They're too young to imagine anyone not having anything better to do than go to work, so they have no sympathy for you. And they want you out of their shop so they can go back to making fun of you and hit on each other. Luckily their humphs and glares are no more effective than the ones you've become immune to in your own teenager or crowds in airports wishing you'd give up the choice spot on the floor, leaning against a column with a power outlet right next to you. Forget them; they'll learn to deal or their batteries will die. It's the law of the jungle.
Cell networks are a second option, for phone calls and tethered access. With a me-fi connection, all you need is a power plug. Cell nets are just as vulnerable to hurricanes as anything else. If a couple of towers are out from the blackout or storm damage, the cell you settle in could run out of bandwidth quickly. Keep an eye on your bars; if you disconnect more than a couple of times in an hour, move on.
After 10 a.m. the crowds stream to libraries, blessing Ben Franklin for free access to more good seats, lots of power outlets and blessed quiet.
By 10:40 "server is not responding." Library WLANs weren't designed to keep up with a couple of hundred road warriors at a time. Email and text messaging works because they can download data and stop.
Browsing or anything that needs constant connections and work like a dream even on tethered cells or other low-bandwidth connections turn into frozen honey. Nothing digital moves without a long wait.

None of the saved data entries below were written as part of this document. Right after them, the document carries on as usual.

//! klog 单元测试，全部针对局部 `LogCore`，不触碰全局实例

use crate::LogLevel;
use crate::log_core::LogCore;

fn core_at(level: LogLevel) -> LogCore {
    // 控制台阈值设为最低，避免测试间经由全局输出互相干扰
    LogCore::new(level, LogLevel::Emergency)
}

mod render;
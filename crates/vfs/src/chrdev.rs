//! 字符设备号注册表
//!
//! 对应 Linux 的 `register_chrdev` / `unregister_chrdev`：一次注册占用整个 major
//! （`MINORS_PER_MAJOR` 个 minor），打开时按 major 查找驱动的 [`CharDevOps`]。

use alloc::collections::BTreeMap;
use alloc::string::{String, ToString};
use alloc::sync::Arc;
use lazy_static::lazy_static;
use sync::RwLock;
use uapi::fcntl::OpenFlags;

use crate::dev::{major, minor};
use crate::devno::{MINORS_PER_MAJOR, chrdev_major, dynamic_major_candidates};
use crate::uaccess::{UserSlice, UserSliceMut};
use crate::FsError;

/// 字符设备驱动的文件操作集
///
/// `offset` 是打开句柄的当前位置，由 [`CharDeviceFile`](crate::CharDeviceFile) 维护，
/// 驱动自行决定是否推进。
pub trait CharDevOps: Send + Sync {
    /// 打开设备，返回错误时打开失败
    fn open(&self, _dev: u64, _flags: OpenFlags) -> Result<(), FsError> {
        Ok(())
    }

    /// 最后一个引用释放时调用
    fn release(&self, _dev: u64) {}

    /// 读取数据到 `buf`
    fn read(&self, buf: UserSliceMut<'_>, offset: &mut usize) -> Result<usize, FsError>;

    /// 从 `buf` 写入数据
    fn write(&self, buf: UserSlice<'_>, offset: &mut usize) -> Result<usize, FsError>;
}

struct ChrdevRegion {
    name: String,
    ops: Arc<dyn CharDevOps>,
}

lazy_static! {
    static ref CHRDEVS: RwLock<BTreeMap<u32, ChrdevRegion>> = RwLock::new(BTreeMap::new());
}

/// 注册字符设备
///
/// `major` 为 0 时按 254..=234、511..=384 的顺序动态分配，返回实际的 major。
///
/// # Errors
/// - `InvalidArgument`: `major` 超出范围或 `name` 为空
/// - `Busy`: 指定的 major 已被占用，或动态区间已耗尽
pub fn register_chrdev(major: u32, name: &str, ops: Arc<dyn CharDevOps>) -> Result<u32, FsError> {
    if name.is_empty() || major >= chrdev_major::MAX {
        return Err(FsError::InvalidArgument);
    }

    let mut table = CHRDEVS.write();
    let major = if major == 0 {
        match dynamic_major_candidates().find(|m| !table.contains_key(m)) {
            Some(m) => m,
            None => {
                log::warn!("chrdev: dynamic major pool exhausted for '{}'", name);
                return Err(FsError::Busy);
            }
        }
    } else if table.contains_key(&major) {
        return Err(FsError::Busy);
    } else {
        major
    };

    table.insert(
        major,
        ChrdevRegion {
            name: name.to_string(),
            ops,
        },
    );
    log::debug!("chrdev: registered '{}' at major {}", name, major);
    Ok(major)
}

/// 注销字符设备
///
/// 只有名称匹配时才会移除；不匹配或不存在时仅记录警告。
pub fn unregister_chrdev(major: u32, name: &str) {
    let mut table = CHRDEVS.write();
    match table.get(&major) {
        Some(region) if region.name == name => {
            table.remove(&major);
            log::debug!("chrdev: unregistered '{}' at major {}", name, major);
        }
        Some(region) => log::warn!(
            "chrdev: major {} belongs to '{}', not '{}'",
            major,
            region.name,
            name
        ),
        None => log::warn!("chrdev: major {} not registered", major),
    }
}

/// 按设备号查找驱动
pub fn chrdev_ops(dev: u64) -> Option<Arc<dyn CharDevOps>> {
    if minor(dev) >= MINORS_PER_MAJOR {
        return None;
    }
    CHRDEVS
        .read()
        .get(&major(dev))
        .map(|region| region.ops.clone())
}

/// 查询 major 的注册名
pub fn chrdev_name(major: u32) -> Option<String> {
    CHRDEVS.read().get(&major).map(|region| region.name.clone())
}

Eventually Librarians become testy and dangerous. If they wanted to stand at a desk and answer the same question over and over again for increasingly annoyed customers they'd work airline check-in counters. They don't really appreciate the innovative thinking behind calling the front desk on your cell when you're at the back of the line, just in case you can reserve a desk or wired connection or something. Customer-service people at the airport don't like that, either, but they're trained not to overreact. A librarian will keep trying to seem helpful right up to the second before it becomes necessary to kill someone with a staple-binder.

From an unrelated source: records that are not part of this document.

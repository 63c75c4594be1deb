//! 关中断守卫
//!
//! 只屏蔽本 CPU 的中断，其他 CPU 仍可并发访问，共享数据还需配合自旋锁。

use crate::arch_ops;

/// 创建时关闭本地中断，drop 时恢复原状态
///
/// 没有注册 [`ArchOps`](crate::ArchOps) 时什么也不做。
pub struct IntrGuard {
    saved: Option<usize>,
}

impl IntrGuard {
    /// 关中断
    pub fn new() -> Self {
        // SAFETY: saved 只在 drop 中恢复一次
        let saved = arch_ops().map(|ops| unsafe { ops.save_and_disable_irq() });
        Self { saved }
    }

    /// 进入前中断是否打开；未注册时为 false
    pub fn was_enabled(&self) -> bool {
        match (self.saved, arch_ops()) {
            (Some(flags), Some(ops)) => ops.irq_enabled_in(flags),
            _ => false,
        }
    }
}

impl Default for IntrGuard {
    fn default() -> Self {
        Self::new()
    }
}

impl Drop for IntrGuard {
    fn drop(&mut self) {
        if let (Some(flags), Some(ops)) = (self.saved, arch_ops()) {
            // SAFETY: flags 由 new 中配对的 save_and_disable_irq 返回
            unsafe { ops.restore_irq(flags) };
        }
    }
}
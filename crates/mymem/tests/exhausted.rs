//! 动态 major 耗尽时加载失败（独立进程）

mod common;

use std::sync::Arc;

use common::FixedSource;
use device::{find_class, find_node};
use mymem::{MemDevConfig, MemDevOps, MemDevice};
use vfs::{FsError, dynamic_major_candidates, register_chrdev, unregister_chrdev};

#[test]
fn test_load_fails_without_free_major() {
    let filler = Arc::new(MemDevOps::new(FixedSource::new(b""), 16));
    let taken: Vec<u32> = dynamic_major_candidates()
        .map(|_| register_chrdev(0, "filler", filler.clone()).unwrap())
        .collect();

    let config = MemDevConfig {
        device_name: "ex-mymem",
        class_name: "ex-mymem",
        ..MemDevConfig::default()
    };
    let err = MemDevice::load_with(config, FixedSource::new(b"x")).err();
    assert_eq!(err, Some(FsError::Busy));
    assert!(find_class("ex-mymem").is_none());
    assert!(find_node("ex-mymem").is_none());

    unregister_chrdev(taken[0], "filler");
    let dev = MemDevice::load_with(config, FixedSource::new(b"x")).unwrap();
    assert_eq!(dev.major(), taken[0]);
    dev.unload();

    for major in taken.into_iter().skip(1) {
        unregister_chrdev(major, "filler");
    }
}
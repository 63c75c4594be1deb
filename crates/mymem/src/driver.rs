//! 字符设备操作集

use alloc::sync::Arc;
use klog::{pr_err, pr_info};
use vfs::{CharDevOps, FsError, OpenFlags, UserSlice, UserSliceMut};

use crate::error::MemDevError;
use crate::snapshot::Snapshot;
use crate::source::ReportSource;

/// `mymem` 的文件操作
///
/// 除数据源外不持有任何可变状态；句柄的读位置由 `CharDeviceFile` 维护。
pub struct MemDevOps {
    source: Arc<dyn ReportSource>,
    capacity: usize,
}

impl MemDevOps {
    /// 以 `source` 为数据源，快照容量为 `capacity`
    pub fn new(source: Arc<dyn ReportSource>, capacity: usize) -> Self {
        Self { source, capacity }
    }

    /// 读取一次报告
    ///
    /// `offset > 0` 时直接返回 0（EOF），不再访问数据源。否则取一份快照，
    /// 复制 `min(报告长度, buf.len())` 字节，成功且非零时推进 `offset`。
    pub fn read_report(
        &self,
        buf: &mut UserSliceMut<'_>,
        offset: &mut usize,
    ) -> Result<usize, MemDevError> {
        if *offset > 0 {
            return Ok(0);
        }

        let snapshot = Snapshot::take(self.source.as_ref(), self.capacity).inspect_err(|e| {
            pr_err!("mymem: Failed to read /proc/meminfo: {}", e);
        })?;

        let count = snapshot.len().min(buf.len());
        buf.copy_from(&snapshot.as_bytes()[..count])
            .map_err(|_| MemDevError::CopyFault)?;

        *offset += count;
        Ok(count)
    }
}

impl CharDevOps for MemDevOps {
    fn open(&self, _dev: u64, _flags: OpenFlags) -> Result<(), FsError> {
        pr_info!("mymem: Device opened");
        Ok(())
    }

    fn release(&self, _dev: u64) {
        pr_info!("mymem: Device closed");
    }

    fn read(&self, mut buf: UserSliceMut<'_>, offset: &mut usize) -> Result<usize, FsError> {
        Ok(self.read_report(&mut buf, offset)?)
    }

    fn write(&self, buf: UserSlice<'_>, _offset: &mut usize) -> Result<usize, FsError> {
        // 内容不读取，直接报告全部写入
        pr_info!("mymem: Write operation ignored (count={})", buf.len());
        Ok(buf.len())
    }
}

Try not to be that person.
When it's time to flee the library, try bookstore/coffee shops. Their bandwidth is higher and there are fewer seats than the commute'roid shops. By the time you're done with the library, the first couple of waves will have filtered through the bookshop and a couple of squishy chairs will be open. All the good pastry will be gone.
Don't push things too far. If you've been hop-scotching around the no-power zone all day to keep ahead of the crowds, you've spent more time looking for wifi than you have working. Don't make the ratio worse. Go home.
Sign your cell phone up as a me-fi station and tomorrow work from someplace you can get a working plug and cell connection.